想い出の地に 5

<7/11の続き>

「この道、こんなに走らなかったこと、なくない?」

軽トラの助手席から、顔を前に向けたまま、ryoがつぶやいた。江戸川を渡って、関宿から梅郷に抜ける県道。窓から垂らした二の腕に、生ぬるくなった風がまとわりついてくる。誘われた袋田までのツーリングが惜しいほどの日曜日。「予断は許さない」予報だけど、長く空を見つめてきた経験から言わせてもらえば・・・今日、雨は降らない。たぶん日が暮れるまで、どんなに雲行きが怪しくなっても、雨に濡れることはない――肌が、はっきりそう感じている。陽が高く上がり、大人二人で蒸した軽トラが、利根川沿いの農道に下りていく。田んぼの稲がアスファルトの縁を混じりけのない緑色で刷いては、どこまでもまっすぐに延ばしている。この前走った時はまだ・・・水も入っていなかったっけ。

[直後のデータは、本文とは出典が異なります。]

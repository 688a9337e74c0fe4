//! Chat-model client abstraction for ragd.
//!
//! Defines the provider-agnostic [`LlmClient`] trait and the Ollama
//! implementation used by the answer pipeline.

pub mod client;
pub mod ollama;

pub use client::{ChatOutput, ChatRequest, ChatResponse, LlmClient};
pub use ollama::OllamaClient;
//! Role and user bindings loaded from the `permissions` section of the
//! dashboard configuration file.
//!
//! # Important configuration
//! - `TALLY_CONFIG`: path to the YAML configuration file. When unset, the
//!   bindings are empty and every authenticated user resolves to no roles.
use anyhow::{Context, Result};
use serde::{Deserialize, Serialize};
use std::fs;
use std::path::Path;

/// Environment variable naming the YAML configuration file.
pub const CONFIG_PATH_ENV: &str = "TALLY_CONFIG";

#[derive(Debug, Clone, Default, PartialEq, Eq, Serialize, Deserialize)]
pub struct PermissionsConfig {
    #[serde(default)]
    pub users: Vec<UserBinding>,
    #[serde(default)]
    pub roles: Vec<RoleDefinition>,
}

/// Maps a login email to role names. Role names need not be defined.
#[derive(Debug, Clone, PartialEq, Eq, Serialize, Deserialize)]
pub struct UserBinding {
    pub email: String,
    #[serde(default)]
    pub roles: Vec<String>,
}

/// Named bundle of permission strings. Order and duplicates are preserved.
#[derive(Debug, Clone, PartialEq, Eq, Serialize, Deserialize)]
pub struct RoleDefinition {
    pub name: String,
    #[serde(default)]
    pub permissions: Vec<String>,
}

#[derive(Debug, Default, Deserialize)]
struct ConfigFile {
    #[serde(default)]
    permissions: PermissionsConfig,
}

impl PermissionsConfig {
    /// Parse the `permissions` section out of a full configuration document.
    pub fn from_yaml_str(contents: &str) -> Result<Self> {
        // An empty document deserializes to `null`, which is not a mapping.
        if contents.trim().is_empty() {
            return Ok(Self::default());
        }
        let file: ConfigFile =
            serde_yaml::from_str(contents).with_context(|| "parse permissions config yaml")?;
        Ok(file.permissions)
    }

    pub fn from_path(path: impl AsRef<Path>) -> Result<Self> {
        let path = path.as_ref();
        let contents = fs::read_to_string(path)
            .with_context(|| format!("read permissions config: {}", path.display()))?;
        let config = Self::from_yaml_str(&contents)?;
        tracing::debug!(
            path = %path.display(),
            users = config.users.len(),
            roles = config.roles.len(),
            "loaded permissions config"
        );
        Ok(config)
    }

    pub fn from_env_or_yaml() -> Result<Self> {
        match std::env::var(CONFIG_PATH_ENV) {
            Ok(path) => Self::from_path(path),
            Err(_) => {
                tracing::warn!("{CONFIG_PATH_ENV} not set; no users or roles are defined");
                Ok(Self::default())
            }
        }
    }
}
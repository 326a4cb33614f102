//! Status results returned by every ledger operation.
//!
//! Business outcomes (missing student, lost write) are values the caller must
//! branch on; the ledger never lets a store fault escape as anything else.
use serde::Serialize;
use serde_json::{Value, json};
use thiserror::Error;

#[derive(Debug, Clone, PartialEq, Eq, Error)]
pub enum LedgerFailure {
    #[error("{0}")]
    NotFound(String),
    #[error("{0}")]
    WriteConflict(String),
}

impl LedgerFailure {
    /// HTTP-style status code the caller maps to a page outcome.
    pub fn code(&self) -> u16 {
        match self {
            LedgerFailure::NotFound(_) => 404,
            LedgerFailure::WriteConflict(_) => 500,
        }
    }

    pub fn message(&self) -> &str {
        match self {
            LedgerFailure::NotFound(message) | LedgerFailure::WriteConflict(message) => message,
        }
    }
}

pub type StatusResult<T> = Result<T, LedgerFailure>;

/// Render a status result as `{ok, content, code?}` for the HTTP layer.
pub fn status_body<T: Serialize>(result: &StatusResult<T>) -> Value {
    match result {
        Ok(content) => json!({
            "ok": true,
            "content": serde_json::to_value(content).unwrap_or(Value::Null),
        }),
        Err(failure) => json!({
            "ok": false,
            "content": failure.message(),
            "code": failure.code(),
        }),
    }
}

#[cfg(test)]
mod tests {
    use super::*;

    #[test]
    fn failure_codes() {
        assert_eq!(LedgerFailure::NotFound("x".into()).code(), 404);
        assert_eq!(LedgerFailure::WriteConflict("x".into()).code(), 500);
    }

    #[test]
    fn status_body_shapes() {
        let ok: StatusResult<u32> = Ok(7);
        assert_eq!(status_body(&ok), json!({ "ok": true, "content": 7 }));

        let missing: StatusResult<u32> = Err(LedgerFailure::NotFound("Student 9 not found.".into()));
        assert_eq!(
            status_body(&missing),
            json!({ "ok": false, "content": "Student 9 not found.", "code": 404 })
        );
    }
}
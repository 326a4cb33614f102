use thiserror::Error;

#[derive(Debug, Clone, PartialEq, Eq, Error)]
pub enum AuthzError {
    #[error("invalid permission format: '{0}'")]
    MalformedPermission(String),
}

pub type AuthzResult<T> = Result<T, AuthzError>;
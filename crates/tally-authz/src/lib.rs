//! Tally authorization primitives.
//!
//! # Purpose
//! Decides whether a dashboard user may perform an action. Permissions are
//! `action:namespace.resource` strings where any position may be the `*`
//! wildcard; roles bundle permissions and users are bound to roles by email.
//!
//! # How it fits
//! The (external) HTTP layer authenticates a user, asks the
//! [`PermissionResolver`] to expand the payload into a [`Principal`], and calls
//! [`can_perform`] before every guarded screen or ledger operation.
//!
//! # Key invariants
//! - A wildcard on either the held or the requested side satisfies a position.
//! - Malformed permissions are errors, never silent denials.
//! - Anonymous principals are always denied.
//!
//! # Examples
//! ```rust
//! use tally_authz::{Principal, ResolvedUser, can_perform};
//!
//! let principal = Principal::Authenticated(ResolvedUser {
//!     permissions: vec!["view:database.*".into()],
//!     ..Default::default()
//! });
//! assert!(can_perform(&principal, "view:database.points").unwrap());
//! assert!(!can_perform(&Principal::Anonymous, "view:database.points").unwrap());
//! ```
//!
//! # Common pitfalls
//! - `edit` does not imply `view`; grant both or use `*:namespace.resource`.

mod config;
mod errors;
mod matcher;
mod permission;
mod principal;
mod resolver;

pub use config::{CONFIG_PATH_ENV, PermissionsConfig, RoleDefinition, UserBinding};
pub use errors::{AuthzError, AuthzResult};
pub use matcher::{PermissionMatcher, can_perform, matches, token_matches, triple_matches};
pub use permission::{PermissionTriple, WILDCARD, is_valid_token};
pub use principal::{Principal, ResolvedUser};
pub use resolver::PermissionResolver;
//! In-memory implementation of the ledger store.
//!
//! # Purpose
//! Implements [`LedgerStore`] with maps guarded by `tokio::sync::RwLock`, for
//! tests, local development, and single-process deployments that accept
//! losing state on restart.
//!
//! # Durability and consistency
//! - **Not durable**: all state is lost on process restart.
//! - Mutations that touch both students and transactions take the student
//!   lock first, then the transaction lock, and commit both before releasing
//!   either. That ordering is what makes the insert+update pair atomic here.
use super::{LedgerStore, PointsWrite, StoreError, StoreResult};
use crate::model::{NewStudent, PointTransaction, Student, StudentId};
use crate::search::SearchPattern;
use async_trait::async_trait;
use chrono::{DateTime, Utc};
use std::collections::BTreeMap;
use std::sync::Arc;
use tokio::sync::RwLock;
use uuid::Uuid;

/// In-memory ledger store.
///
/// Students are kept in a `BTreeMap` so listings come out ordered by id.
/// Transactions are appended to a `Vec` in commit order; reading it backwards
/// yields most-recent-first even when timestamps tie.
#[derive(Clone, Default)]
pub struct InMemoryStore {
    students: Arc<RwLock<BTreeMap<StudentId, Student>>>,
    transactions: Arc<RwLock<Vec<PointTransaction>>>,
}

impl InMemoryStore {
    pub fn new() -> Self {
        Self::default()
    }

    /// Seed a student with an explicit starting balance.
    pub async fn insert_student(&self, student: Student) -> StoreResult<Student> {
        let mut students = self.students.write().await;
        if students.contains_key(&student.student_id) {
            return Err(StoreError::Conflict(format!(
                "student {} exists",
                student.student_id
            )));
        }
        students.insert(student.student_id, student.clone());
        Ok(student)
    }
}

#[async_trait]
impl LedgerStore for InMemoryStore {
    async fn get_student(&self, student_id: StudentId) -> StoreResult<Student> {
        self.students
            .read()
            .await
            .get(&student_id)
            .cloned()
            .ok_or_else(|| StoreError::NotFound(format!("student {student_id}")))
    }

    async fn create_student(&self, student: NewStudent) -> StoreResult<Student> {
        self.insert_student(Student {
            student_id: student.student_id,
            first_name: student.first_name,
            last_name: student.last_name,
            points: 0,
            enabled: true,
            created_at: Utc::now(),
        })
        .await
    }

    async fn disable_student(&self, student_id: StudentId) -> StoreResult<Student> {
        let mut students = self.students.write().await;
        let student = students
            .get_mut(&student_id)
            .ok_or_else(|| StoreError::NotFound(format!("student {student_id}")))?;
        student.enabled = false;
        Ok(student.clone())
    }

    async fn list_students(&self) -> StoreResult<Vec<Student>> {
        Ok(self
            .students
            .read()
            .await
            .values()
            .filter(|student| student.enabled)
            .cloned()
            .collect())
    }

    async fn count_enabled_students(&self) -> StoreResult<u64> {
        Ok(self
            .students
            .read()
            .await
            .values()
            .filter(|student| student.enabled)
            .count() as u64)
    }

    async fn apply_points(&self, write: PointsWrite) -> StoreResult<PointTransaction> {
        let mut students = self.students.write().await;
        let mut transactions = self.transactions.write().await;

        // The update is conditioned on the student still being enabled; a
        // miss here is the zero-rows case and nothing has been written yet.
        let student = students
            .get_mut(&write.student_id)
            .filter(|student| student.enabled)
            .ok_or_else(|| {
                StoreError::Conflict(format!(
                    "cannot update points for student {}",
                    write.student_id
                ))
            })?;

        let (balance_before, balance_after) = write.settle(student.points);
        let transaction = PointTransaction {
            transaction_id: Uuid::new_v4(),
            student_id: write.student_id,
            delta: write.amount,
            action: write.action,
            balance_before,
            balance_after,
            reason: write.reason,
            created_at: Utc::now(),
        };
        transactions.push(transaction.clone());
        student.points = balance_after;
        Ok(transaction)
    }

    async fn list_transactions(
        &self,
        student_id: StudentId,
        since: Option<DateTime<Utc>>,
    ) -> StoreResult<Vec<PointTransaction>> {
        Ok(self
            .transactions
            .read()
            .await
            .iter()
            .rev()
            .filter(|tx| tx.student_id == student_id)
            .filter(|tx| since.is_none_or(|since| tx.created_at >= since))
            .cloned()
            .collect())
    }

    async fn list_all_transactions(&self) -> StoreResult<Vec<PointTransaction>> {
        Ok(self.transactions.read().await.iter().rev().cloned().collect())
    }

    async fn search_students(
        &self,
        pattern: &SearchPattern,
        limit: u64,
        offset: u64,
    ) -> StoreResult<Vec<Student>> {
        Ok(self
            .students
            .read()
            .await
            .values()
            .filter(|student| student.enabled && pattern.matches(student))
            .skip(offset as usize)
            .take(limit as usize)
            .cloned()
            .collect())
    }

    async fn count_matching_students(&self, pattern: &SearchPattern) -> StoreResult<u64> {
        Ok(self
            .students
            .read()
            .await
            .values()
            .filter(|student| student.enabled && pattern.matches(student))
            .count() as u64)
    }

    async fn health_check(&self) -> StoreResult<()> {
        Ok(())
    }

    fn is_durable(&self) -> bool {
        false
    }

    fn backend_name(&self) -> &'static str {
        "memory"
    }
}
use crate::{AuthzResult, PermissionTriple, Principal, WILDCARD};

/// Compare a single position of a held and a requested permission.
///
/// A wildcard on either side satisfies the position. The requested-side
/// wildcard lets settings screens ask "any `config` permission at all?"
/// without enumerating leaf keys.
pub fn token_matches(held: &str, requested: &str) -> bool {
    held == requested || held == WILDCARD || requested == WILDCARD
}

/// Whether a held triple satisfies a requested triple in all three positions.
pub fn triple_matches(held: &PermissionTriple, requested: &PermissionTriple) -> bool {
    token_matches(&held.action, &requested.action)
        && token_matches(&held.namespace, &requested.namespace)
        && token_matches(&held.resource, &requested.resource)
}

/// Parse both strings and report whether `candidate` grants `requested`.
///
/// # Errors
/// - [`crate::AuthzError::MalformedPermission`] if either string is malformed.
pub fn matches(candidate: &str, requested: &str) -> AuthzResult<bool> {
    let held = PermissionTriple::parse(candidate)?;
    let requested = PermissionTriple::parse(requested)?;
    Ok(triple_matches(&held, &requested))
}

/// Decide whether `principal` may perform `requested`.
///
/// Anonymous principals are denied without parsing anything. For an
/// authenticated principal the requested string and every held permission are
/// parsed before any comparison, so one malformed entry fails every check for
/// that principal.
///
/// # Errors
/// - [`crate::AuthzError::MalformedPermission`] for a malformed requested or
///   held permission.
pub fn can_perform(principal: &Principal, requested: &str) -> AuthzResult<bool> {
    let Principal::Authenticated(user) = principal else {
        return Ok(false);
    };

    let requested_triple = PermissionTriple::parse(requested).inspect_err(|err| {
        tracing::warn!(error = %err, "rejecting malformed requested permission");
    })?;
    let matcher = PermissionMatcher::from_strings(&user.permissions).inspect_err(|err| {
        tracing::warn!(
            email = user.email.as_deref().unwrap_or_default(),
            error = %err,
            "principal holds a malformed permission"
        );
    })?;

    let allowed = matcher.allows(&requested_triple);
    tracing::debug!(
        email = user.email.as_deref().unwrap_or_default(),
        permission = requested,
        requested_wildcard = requested_triple.has_wildcard(),
        allowed,
        "authorization decision"
    );
    Ok(allowed)
}

/// Pre-parsed permission list evaluated with existential semantics.
#[derive(Debug, Clone, Default)]
pub struct PermissionMatcher {
    patterns: Vec<PermissionTriple>,
}

impl PermissionMatcher {
    pub fn new(patterns: Vec<PermissionTriple>) -> Self {
        Self { patterns }
    }

    pub fn from_strings<S: AsRef<str>>(patterns: &[S]) -> AuthzResult<Self> {
        let mut parsed = Vec::with_capacity(patterns.len());
        for pattern in patterns {
            parsed.push(PermissionTriple::parse(pattern.as_ref())?);
        }
        Ok(Self::new(parsed))
    }

    pub fn allows(&self, requested: &PermissionTriple) -> bool {
        self.patterns
            .iter()
            .any(|held| triple_matches(held, requested))
    }

    pub fn patterns(&self) -> &[PermissionTriple] {
        &self.patterns
    }
}

#[cfg(test)]
mod tests {
    use super::*;
    use crate::{AuthzError, ResolvedUser};

    fn principal_with(permissions: &[&str]) -> Principal {
        Principal::Authenticated(ResolvedUser {
            email: Some("admin@example.com".to_string()),
            roles: Vec::new(),
            permissions: permissions.iter().map(|p| p.to_string()).collect(),
            profile: serde_json::Map::new(),
        })
    }

    #[test]
    fn token_matches_rules() {
        assert!(token_matches("view", "view"));
        assert!(token_matches("*", "view"));
        assert!(token_matches("view", "*"));
        assert!(!token_matches("edit", "view"));
    }

    #[test]
    fn matches_exact_and_wildcards() {
        assert!(matches("view:database.students", "view:database.students").expect("exact"));
        assert!(matches("view:database.*", "view:database.points").expect("resource"));
        assert!(matches("*:database.students", "edit:database.students").expect("action"));
        assert!(matches("view:*.*", "view:config.server").expect("namespace"));
        assert!(matches("view:database.students", "view:database.*").expect("requested"));
        assert!(!matches("view:database.students", "view:database.points").expect("resource"));
    }

    #[test]
    fn matches_propagates_malformed_input() {
        let err = matches("view:database", "view:database.students").expect_err("held");
        assert_eq!(err, AuthzError::MalformedPermission("view:database".into()));
        let err = matches("view:database.students", "view:settings").expect_err("requested");
        assert_eq!(err, AuthzError::MalformedPermission("view:settings".into()));
    }

    #[test]
    fn anonymous_is_denied_without_parsing() {
        assert!(!can_perform(&Principal::Anonymous, "view:database.students").expect("anon"));
        assert!(!can_perform(&Principal::Anonymous, "not-a-permission").expect("anon"));
    }

    #[test]
    fn resource_wildcard_grants_sibling_resources() {
        let principal = principal_with(&["view:database.*"]);
        assert!(can_perform(&principal, "view:database.points").expect("decision"));

        let principal = principal_with(&["view:database.students"]);
        assert!(!can_perform(&principal, "view:database.points").expect("decision"));
    }

    #[test]
    fn edit_does_not_imply_view() {
        let principal = principal_with(&["edit:database.students"]);
        assert!(!can_perform(&principal, "view:database.students").expect("decision"));
        assert!(!can_perform(&principal, "view:database.points").expect("decision"));
        assert!(can_perform(&principal, "edit:database.students").expect("decision"));
    }

    #[test]
    fn super_wildcard_grants_everything() {
        let principal = principal_with(&["*:*.*"]);
        assert!(can_perform(&principal, "view:database.students").expect("decision"));
        assert!(can_perform(&principal, "edit:database.points").expect("decision"));
        assert!(can_perform(&principal, "*:*.*").expect("decision"));
    }

    #[test]
    fn each_position_can_deny() {
        let principal = principal_with(&["view:database.students"]);
        assert!(!can_perform(&principal, "edit:database.students").expect("action"));
        assert!(!can_perform(&principal, "view:config.students").expect("namespace"));
        assert!(!can_perform(&principal, "view:database.points").expect("resource"));
    }

    #[test]
    fn requested_wildcard_asks_for_any_leaf() {
        let any_config = PermissionTriple::parse("view:config.*").expect("any config");
        assert!(any_config.has_wildcard());

        let principal = principal_with(&["view:config.port"]);
        assert!(can_perform(&principal, "view:config.*").expect("any config"));
        assert!(!can_perform(&principal, "edit:config.*").expect("other action"));
        let other = principal_with(&["view:database.students"]);
        assert!(!can_perform(&other, "view:config.*").expect("other namespace"));
    }

    #[test]
    fn empty_permission_list_denies() {
        let principal = principal_with(&[]);
        assert!(!can_perform(&principal, "view:database.students").expect("decision"));
    }

    #[test]
    fn malformed_requested_permission_is_an_error() {
        let principal = principal_with(&["view:database.students"]);
        let err = can_perform(&principal, "view:settings").expect_err("malformed");
        assert_eq!(err, AuthzError::MalformedPermission("view:settings".into()));
    }

    #[test]
    fn malformed_held_permission_poisons_every_check() {
        let principal = principal_with(&["not-a-perm", "view:database.students"]);
        assert!(can_perform(&principal, "view:database.students").is_err());

        // Position in the list does not matter: a later bad entry still fails
        // a request the earlier entry would have granted.
        let principal = principal_with(&["view:database.students", "not-a-perm"]);
        let err = can_perform(&principal, "view:database.students").expect_err("poisoned");
        assert_eq!(err, AuthzError::MalformedPermission("not-a-perm".into()));
    }

    #[test]
    fn matcher_from_strings_and_patterns() {
        let matcher =
            PermissionMatcher::from_strings(&["view:database.students", "edit:config.*"])
                .expect("parse");
        assert_eq!(matcher.patterns().len(), 2);
        let request = PermissionTriple::parse("edit:config.port").expect("request");
        assert!(matcher.allows(&request));
        let request = PermissionTriple::parse("edit:database.students").expect("request");
        assert!(!matcher.allows(&request));
    }
}

#[cfg(test)]
mod proptests {
    use super::*;
    use proptest::prelude::*;

    fn arb_token() -> impl Strategy<Value = String> {
        prop_oneof![
            1 => Just(WILDCARD.to_string()),
            4 => "[a-c]{1,2}",
        ]
    }

    fn arb_triple() -> impl Strategy<Value = PermissionTriple> {
        (arb_token(), arb_token(), arb_token()).prop_map(|(action, namespace, resource)| {
            PermissionTriple {
                action,
                namespace,
                resource,
            }
        })
    }

    proptest! {
        #[test]
        fn parse_inverts_construction(
            triple in arb_triple(),
            tail in proptest::collection::vec("[a-z_]{1,6}", 0..3),
        ) {
            let mut rendered = triple.to_string();
            for segment in &tail {
                rendered.push('.');
                rendered.push_str(segment);
            }
            prop_assert_eq!(PermissionTriple::parse(&rendered).unwrap(), triple);
        }

        #[test]
        fn matches_follows_positionwise_rule(held in arb_triple(), requested in arb_triple()) {
            let expected = [
                (&held.action, &requested.action),
                (&held.namespace, &requested.namespace),
                (&held.resource, &requested.resource),
            ]
            .iter()
            .all(|(h, r)| h == r || h.as_str() == "*" || r.as_str() == "*");
            let decided = matches(&held.to_string(), &requested.to_string()).unwrap();
            prop_assert_eq!(decided, expected);
        }

        #[test]
        fn wildcard_everything_matches_any_request(requested in arb_triple()) {
            prop_assert!(matches("*:*.*", &requested.to_string()).unwrap());
        }
    }
}
//! Student search patterns.
//!
//! Queries are turned into SQL `LIKE` patterns: lowercased, with `-`, `.` and
//! spaces acting as word separators that match any run of characters. The
//! in-memory store evaluates the same pattern with [`like_match`] so both
//! backends agree on what matches.
use crate::model::Student;

const ANY: u8 = b'%';

#[derive(Debug, Clone, PartialEq, Eq)]
pub struct SearchPattern(String);

impl SearchPattern {
    pub fn from_query(query: &str) -> Self {
        let term: String = query
            .to_lowercase()
            .chars()
            .map(|c| if matches!(c, '-' | '.' | ' ') { '%' } else { c })
            .collect();
        Self(format!("%{term}%"))
    }

    pub fn as_str(&self) -> &str {
        &self.0
    }

    /// Enabled-ness is not considered here; stores filter on it separately.
    pub fn matches(&self, student: &Student) -> bool {
        like_match(&self.0, &student.first_name.to_lowercase())
            || like_match(&self.0, &student.last_name.to_lowercase())
            || like_match(&self.0, &student.student_id.to_string())
    }
}

/// `LIKE` evaluation where `%` matches any run of bytes (including none).
///
/// `_` is treated literally; queries never produce it as a wildcard.
pub fn like_match(pattern: &str, value: &str) -> bool {
    let (pattern, value) = (pattern.as_bytes(), value.as_bytes());
    let (mut p_idx, mut v_idx) = (0usize, 0usize);
    let (mut star_idx, mut match_idx) = (None, 0usize);

    while v_idx < value.len() {
        if p_idx < pattern.len() && pattern[p_idx] == ANY {
            star_idx = Some(p_idx);
            match_idx = v_idx;
            p_idx += 1;
            continue;
        }

        if p_idx < pattern.len() && pattern[p_idx] == value[v_idx] {
            p_idx += 1;
            v_idx += 1;
            continue;
        }

        // Backtrack: let the last `%` swallow one more byte.
        if let Some(star) = star_idx {
            p_idx = star + 1;
            match_idx += 1;
            v_idx = match_idx;
            continue;
        }

        return false;
    }

    while p_idx < pattern.len() && pattern[p_idx] == ANY {
        p_idx += 1;
    }

    p_idx == pattern.len()
}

砂町の交差点を右に曲がれば、お店は目と鼻の距離にある。すぐに今度は左へウインカーを倒して、道路際に並べられたKTMの試乗車を避けるように大回りしながら、ゆっくりと駐車場を進んでいく。もうすぐお昼になろうという時間で、他に停まるクルマもない。堂々と真ん中辺りで切り返し、白い枠に合わせてアタマから突っ込む。持ってきたKXのロッカーアームを手に外へ出ると、工場の方から、ワタシを見つけたina-chanが手を振ってくれていた。昨日のうちに事情は伝えてあるから、ベアリングの壊れたロッカーアームを引き渡して、あとは“術式”の確認――周りを温めて、ベアリングを押し出す――ことで頷きあうと、ina-chanは振り返り工場へ。ワタシはryoと連れ立ち、そのまま用品部の棟へと歩いていった。